* **Your assignment**: Every line of the material is to be reproduced verbatim.

○ ○ ○ ○ ○

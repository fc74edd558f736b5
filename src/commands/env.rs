// src/commands/env.rs

//! # Environment commands
//!
//! Named CLI environments (`local`, `staging`, ...) mapping to mesh proxy
//! addresses, persisted as JSON in the user config directory. `env` lists
//! them, `env get` shows the selection, `env set` switches it and
//! `env add` defines a new one.

use std::fs;
use std::path::{Path, PathBuf};

use anyhow::{Context as _, Result, anyhow};

use crate::{
    constants::{CONFIG_DIR, ENVIRONMENTS_FILENAME},
    core::{command::CommandNode, context::Context, parser::required_arg},
    models::EnvConfig,
};

/// Where environments live for this user. Falls back to the working
/// directory when no config directory is available.
pub fn default_path() -> PathBuf {
    dirs::config_dir()
        .unwrap_or_else(|| PathBuf::from("."))
        .join(CONFIG_DIR)
        .join(ENVIRONMENTS_FILENAME)
}

fn load(path: &Path) -> Result<EnvConfig> {
    if !path.exists() {
        return Ok(EnvConfig::default());
    }
    let raw = fs::read_to_string(path)
        .with_context(|| format!("failed to read {}", path.display()))?;
    serde_json::from_str(&raw).with_context(|| format!("malformed {}", path.display()))
}

fn save(path: &Path, config: &EnvConfig) -> Result<()> {
    if let Some(parent) = path.parent() {
        fs::create_dir_all(parent)
            .with_context(|| format!("failed to create {}", parent.display()))?;
    }
    let raw = serde_json::to_string_pretty(config).context("failed to serialize environments")?;
    fs::write(path, raw).with_context(|| format!("failed to write {}", path.display()))
}

/// The command tree this module contributes.
pub fn commands(path: PathBuf) -> Vec<CommandNode> {
    let list = {
        let path = path.clone();
        move |_: &Context, _: &[String]| -> Result<Vec<u8>> {
            let config = load(&path)?;
            let lines: Vec<String> = config
                .environments
                .iter()
                .map(|(name, address)| {
                    let marker = if *name == config.selected { "* " } else { "  " };
                    format!("{marker}{name} {address}")
                })
                .collect();
            Ok(lines.join("\n").into_bytes())
        }
    };

    let get = {
        let path = path.clone();
        CommandNode::new("get", "Show the selected environment").with_action(move |_, _| {
            let config = load(&path)?;
            if config.selected.is_empty() {
                return Err(anyhow!("no environment selected"));
            }
            let address = config
                .environments
                .get(&config.selected)
                .cloned()
                .unwrap_or_default();
            Ok(format!("{} {address}", config.selected).into_bytes())
        })
    };

    let set = {
        let path = path.clone();
        CommandNode::new("set", "Select an environment").with_action(move |_, args| {
            let name = required_arg(args, 0, "name")?;
            let mut config = load(&path)?;
            if !config.environments.contains_key(name) {
                return Err(anyhow!("unknown environment: '{name}'"));
            }
            config.selected = name.to_string();
            save(&path, &config)?;
            Ok(b"ok".to_vec())
        })
    };

    let add = {
        let path = path.clone();
        CommandNode::new("add", "Add a named environment").with_action(move |_, args| {
            let name = required_arg(args, 0, "name")?;
            let address = required_arg(args, 1, "address")?;
            let mut config = load(&path)?;
            config
                .environments
                .insert(name.to_string(), address.to_string());
            if config.selected.is_empty() {
                config.selected = name.to_string();
            }
            save(&path, &config)?;
            Ok(b"ok".to_vec())
        })
    };

    vec![
        CommandNode::new("env", "Get and set the mesh environment")
            .with_action(list)
            .with_subcommands(vec![get, set, add]),
    ]
}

○ ○ ○ ○ ○

* **Written answer**:
repository fc74edd558f736b5
filename src/commands/env.rs
// src/commands/env.rs

//! # Environment commands
//!
//! Named CLI environments (`local`, `staging`, ...) mapping to mesh proxy
//! addresses, persisted as JSON in the user config directory. `env` lists
//! them, `env get` shows the selection, `env set` switches it and
//! `env add` defines a new one.

use std::fs;
use std::path::{Path, PathBuf};

use anyhow::{Context as _, Result, anyhow};

use crate::{
    constants::{CONFIG_DIR, ENVIRONMENTS_FILENAME},
    core::{command::CommandNode, context::Context, parser::required_arg},
    models::EnvConfig,
};

/// Where environments live for this user. Falls back to the working
/// directory when no config directory is available.
pub fn default_path() -> PathBuf {
    dirs::config_dir()
        .unwrap_or_else(|| PathBuf::from("."))
        .join(CONFIG_DIR)
        .join(ENVIRONMENTS_FILENAME)
}

fn load(path: &Path) -> Result<EnvConfig> {
    if !path.exists() {
        return Ok(EnvConfig::default());
    }
    let raw = fs::read_to_string(path)
        .with_context(|| format!("failed to read {}", path.display()))?;
    serde_json::from_str(&raw).with_context(|| format!("malformed {}", path.display()))
}

fn save(path: &Path, config: &EnvConfig) -> Result<()> {
    if let Some(parent) = path.parent() {
        fs::create_dir_all(parent)
            .with_context(|| format!("failed to create {}", parent.display()))?;
    }
    let raw = serde_json::to_string_pretty(config).context("failed to serialize environments")?;
    fs::write(path, raw).with_context(|| format!("failed to write {}", path.display()))
}

/// The command tree this module contributes.
pub fn commands(path: PathBuf) -> Vec<CommandNode> {
    let list = {
        let path = path.clone();
        move |_: &Context, _: &[String]| -> Result<Vec<u8>> {
            let config = load(&path)?;
            let lines: Vec<String> = config
                .environments
                .iter()
                .map(|(name, address)| {
                    let marker = if *name == config.selected { "* " } else { "  " };
                    format!("{marker}{name} {address}")
                })
                .collect();
            Ok(lines.join("\n").into_bytes())
        }
    };

    let get = {
        let path = path.clone();
        CommandNode::new("get", "Show the selected environment").with_action(move |_, _| {
            let config = load(&path)?;
            if config.selected.is_empty() {
                return Err(anyhow!("no environment selected"));
            }
            let address = config
                .environments
                .get(&config.selected)
                .cloned()
                .unwrap_or_default();
            Ok(format!("{} {address}", config.selected).into_bytes())
        })
    };

    let set = {
        let path = path.clone();
        CommandNode::new("set", "Select an environment").with_action(move |_, args| {
            let name = required_arg(args, 0, "name")?;
            let mut config = load(&path)?;
            if !config.environments.contains_key(name) {
                return Err(anyhow!("unknown environment: '{name}'"));
            }
            config.selected = name.to_string();
            save(&path, &config)?;
            Ok(b"ok".to_vec())
        })
    };

    let add = {
        let path = path.clone();
        CommandNode::new("add", "Add a named environment").with_action(move |_, args| {
            let name = required_arg(args, 0, "name")?;
            let address = required_arg(args, 1, "address")?;
            let mut config = load(&path)?;
            config
                .environments
                .insert(name.to_string(), address.to_string());
            if config.selected.is_empty() {
                config.selected = name.to_string();
            }
            save(&path, &config)?;
            Ok(b"ok".to_vec())
        })
    };

    vec![
        CommandNode::new("env", "Get and set the mesh environment")
            .with_action(list)
            .with_subcommands(vec![get, set, add]),
    ]
}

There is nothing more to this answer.